A Babá Inesperada
A Babá Inesperada
Por: S.R.Silva
Prólogo

Sophia Martins  / Maria Laura Santos 

 Sempre soube que o inferno existia. Desde criança, sentia sua presença. A cada passo que meu padrasto dava pela casa, cada vez que ele elevava a voz, sabia que estava lá, à espreita, pronto para me engolir. Era como se o ar ficasse mais denso, mais difícil de respirar. Não havia fuga, não havia como escapar. O inferno estava em cada cômodo, em cada sombra, no olhar ameaçador dele.

 Tinha doze anos quando minha mãe se casou com ele. No início, ele parecia ser um homem bom, trabalhador e amoroso. Mas logo, a máscara caiu. O álcool começou a fluir em nossa casa como água, e com ele, a violência. Era sempre a mesma coisa: ele chegava em casa tarde, bêbado, procurando uma desculpa para descontar sua frustração. Minha mãe se tornava seu saco de pancadas, e eu, impotente, assistia tudo escondida atrás da porta do meu quarto.

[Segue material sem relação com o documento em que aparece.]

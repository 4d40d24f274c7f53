use std::path::PathBuf;

use clap::{Args, Parser, Subcommand};

#[derive(Parser)]
#[command(
    name = "voxprep",
    version,
    about = "Pre-process 3-D medical volumes through a configurable filter pipeline",
    long_about = "voxprep runs normalization, resampling, denoising, skull stripping and \
                  atlas registration stages, described in a JSON pipeline config, over a \
                  raw volume (JSON header + little-endian f32 payload)."
)]
pub struct Cli {
    #[command(subcommand)]
    pub command: Commands,
}

#[derive(Subcommand)]
pub enum Commands {
    /// Execute a pipeline config on a volume
    Run(RunArgs),

    /// Print the stages of a pipeline config without running them
    Describe(DescribeArgs),

    /// Write a synthetic test volume
    Synth(SynthArgs),
}

#[derive(Debug, Clone, Args)]
pub struct RunArgs {
    /// Pipeline config (JSON)
    #[arg(long, value_name = "PATH")]
    pub config: PathBuf,

    /// Input volume header
    #[arg(long, value_name = "PATH")]
    pub input: PathBuf,

    /// Output volume header; the payload is written next to it
    #[arg(long, value_name = "PATH")]
    pub output: PathBuf,

    /// Write a middle-slice PNG per stage into this directory
    #[arg(long, value_name = "DIR")]
    pub snapshots: Option<PathBuf>,

    /// Print per-stage intensity statistics as JSON
    #[arg(long)]
    pub stats: bool,
}

#[derive(Debug, Clone, Args)]
pub struct DescribeArgs {
    /// Pipeline config (JSON)
    #[arg(long, value_name = "PATH")]
    pub config: PathBuf,
}

#[derive(Debug, Clone, Args)]
pub struct SynthArgs {
    /// Voxel counts along x, y and z, comma separated
    #[arg(long, value_delimiter = ',', default_value = "32,32,32")]
    pub size: Vec<usize>,

    /// Sample value (the gradient's maximum with --gradient)
    #[arg(long, default_value_t = 1.0)]
    pub value: f32,

    /// Ramp linearly along x from 0 to --value instead of a constant
    #[arg(long)]
    pub gradient: bool,

    /// Output volume header
    #[arg(long, value_name = "PATH")]
    pub output: PathBuf,
}
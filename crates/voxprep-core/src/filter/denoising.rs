//! Denoising with a selectable strategy.
//!
//! | method   | knob          | default |
//! |----------|---------------|---------|
//! | wiener   | `kernel_size` | 3       |
//! | gaussian | `sigma`       | 1.0     |
//! | median   | `radius`      | 1       |
//!
//! Gaussian and median go through the kernel backend. The Wiener strategy is
//! a simplified baseline computed on the sample array: an adaptive smoother
//! driven by local mean and variance, not a frequency-domain Wiener filter.

use crate::error::FilterError;
use crate::filter::{Filter, describe_with, required};
use crate::image::Volume;
use crate::kernels::{CpuKernels, ImageKernels};
use crate::params::{DenoisingMethod, DenoisingParams, FilterParams};

#[derive(Debug, Clone, Default)]
pub struct ImageDenoising<K = CpuKernels> {
    kernels: K,
}

impl ImageDenoising {
    pub fn new() -> Self {
        Self::with_kernels(CpuKernels)
    }
}

impl<K: ImageKernels> ImageDenoising<K> {
    pub fn with_kernels(kernels: K) -> Self {
        Self { kernels }
    }
}

impl<K: ImageKernels> Filter for ImageDenoising<K> {
    fn name(&self) -> &'static str {
        "ImageDenoising"
    }

    fn execute(&self, image: &Volume, params: Option<&FilterParams>) -> Result<Volume, FilterError> {
        let params = required(self.name(), params, "denoising", FilterParams::as_denoising)?;
        let method = params.method();
        tracing::debug!("{}: {method}", self.name());

        match method {
            DenoisingMethod::Wiener { kernel_size } => wiener(image, kernel_size),
            DenoisingMethod::Gaussian { sigma } => Ok(self.kernels.blur(image, sigma)?),
            DenoisingMethod::Median { radius } => Ok(self.kernels.median(image, [radius; 3])?),
        }
    }

    fn describe(&self, params: Option<&FilterParams>) -> String {
        describe_with(
            self.name(),
            params.and_then(FilterParams::as_denoising),
            |p: &DenoisingParams| p.method().to_string(),
        )
    }
}

/// Local-statistics Wiener approximation.
///
/// Over a `kernel_size³` window compute local mean `m` and variance `v`.
/// Samples outside the volume count as zero and every window is divided by
/// its full size, so borders are pulled toward zero. The noise power `n` is the mean of all local variances. Each sample
/// becomes `m + (1 - n / v) * (x - m)` where `v > n`, and `m` elsewhere.
fn wiener(image: &Volume, kernel_size: usize) -> Result<Volume, FilterError> {
    if kernel_size == 0 || kernel_size % 2 == 0 {
        return Err(FilterError::parameter(format!(
            "wiener kernel_size must be a positive odd number, got {kernel_size}"
        )));
    }

    let size = image.size();
    let samples = image.to_array();
    let values: Vec<f64> = samples.iter().map(|&v| v as f64).collect();
    let squares: Vec<f64> = values.iter().map(|v| v * v).collect();
    let radius = kernel_size / 2;

    let sums = box_sum(values.clone(), size, radius);
    let sum_squares = box_sum(squares, size, radius);
    let window = (kernel_size as f64).powi(3);

    let mut means = Vec::with_capacity(values.len());
    let mut variances = Vec::with_capacity(values.len());
    for (s, s2) in sums.iter().zip(&sum_squares) {
        let mean = s / window;
        means.push(mean);
        variances.push((s2 / window - mean * mean).max(0.0));
    }
    let noise = variances.iter().sum::<f64>() / variances.len() as f64;

    let out = values
        .iter()
        .zip(means.iter().zip(&variances))
        .map(|(&x, (&mean, &variance))| {
            let v = if variance > noise {
                mean + (1.0 - noise / variance) * (x - mean)
            } else {
                mean
            };
            v as f32
        })
        .collect();

    Ok(Volume::from_array(out, image)?)
}

/// Sum over a `(2r+1)³` box with zeros outside the volume, separably with prefix sums.
fn box_sum(mut data: Vec<f64>, size: [usize; 3], radius: usize) -> Vec<f64> {
    let strides = [1, size[0], size[0] * size[1]];
    let mut prefix = Vec::new();
    for axis in 0..3 {
        let n = size[axis];
        let stride = strides[axis];
        let (a, b) = match axis {
            0 => (1, 2),
            1 => (0, 2),
            _ => (0, 1),
        };
        for j in 0..size[b] {
            for i in 0..size[a] {
                let start = i * strides[a] + j * strides[b];
                prefix.clear();
                prefix.push(0.0);
                for k in 0..n {
                    let last = prefix[k];
                    prefix.push(last + data[start + k * stride]);
                }
                for k in 0..n {
                    let lo = k.saturating_sub(radius);
                    let hi = (k + radius + 1).min(n);
                    data[start + k * stride] = prefix[hi] - prefix[lo];
                }
            }
        }
    }
    data
}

 Certa noite, as coisas pioraram. Estava na sala, fazendo minha lição de casa, quando ouvi os gritos. Minha mãe implorava para que ele parasse, mas os sons dos golpes só aumentavam. Corri até o quarto deles e o vi, de pé sobre ela, levantando o punho para mais um golpe. Sem pensar, me atirei sobre ele, tentando empurrá-lo para longe. Ele me olhou com olhos vermelhos de ódio e, sem hesitar, me deu um tapa tão forte que vi estrelas. 

 — Não se meta, sua vadiazinha — ele gritou, e o som da sua voz ecoou pelos corredores da casa.

 Depois daquela noite, eu sabia que precisava proteger minha mãe, mesmo que isso significasse me colocar em perigo. Mas a cada intervenção, as coisas só pioravam. Ele passou a me odiar tanto quanto odiava minha mãe. As surras que ele dava nela se tornaram rotina para mim também. E cada marca, cada hematoma, me lembrava da minha impotência.

 Foi numa noite de inverno que tudo mudou. O frio era cortante, mas dentro de casa, o calor do ódio dele queimava mais. Estava na cozinha, preparando um chá para minha mãe, quando ouvi o som familiar da porta sendo arrombada. Ele estava mais bêbado do que nunca. Tropeçou até a sala, gritando por minha mãe. Quando ele a encontrou, puxou-a pelo cabelo, arrastando-a pelo chão. Corri até eles, tentando intervir mais uma vez.

 — Solte-a! —  Gritei, minha voz trêmula, mas cheia de determinação. Ele se virou, seus olhos cheios de uma raiva incontrolável.

 — Você não aprende, não é? — ele rosnou, avançando para mim. Sabia que não tinha chance contra ele, mas não podia ficar parada. Ele levantou a mão para me bater, e foi nesse momento que eu peguei a faca que estava no balcão da cozinha. 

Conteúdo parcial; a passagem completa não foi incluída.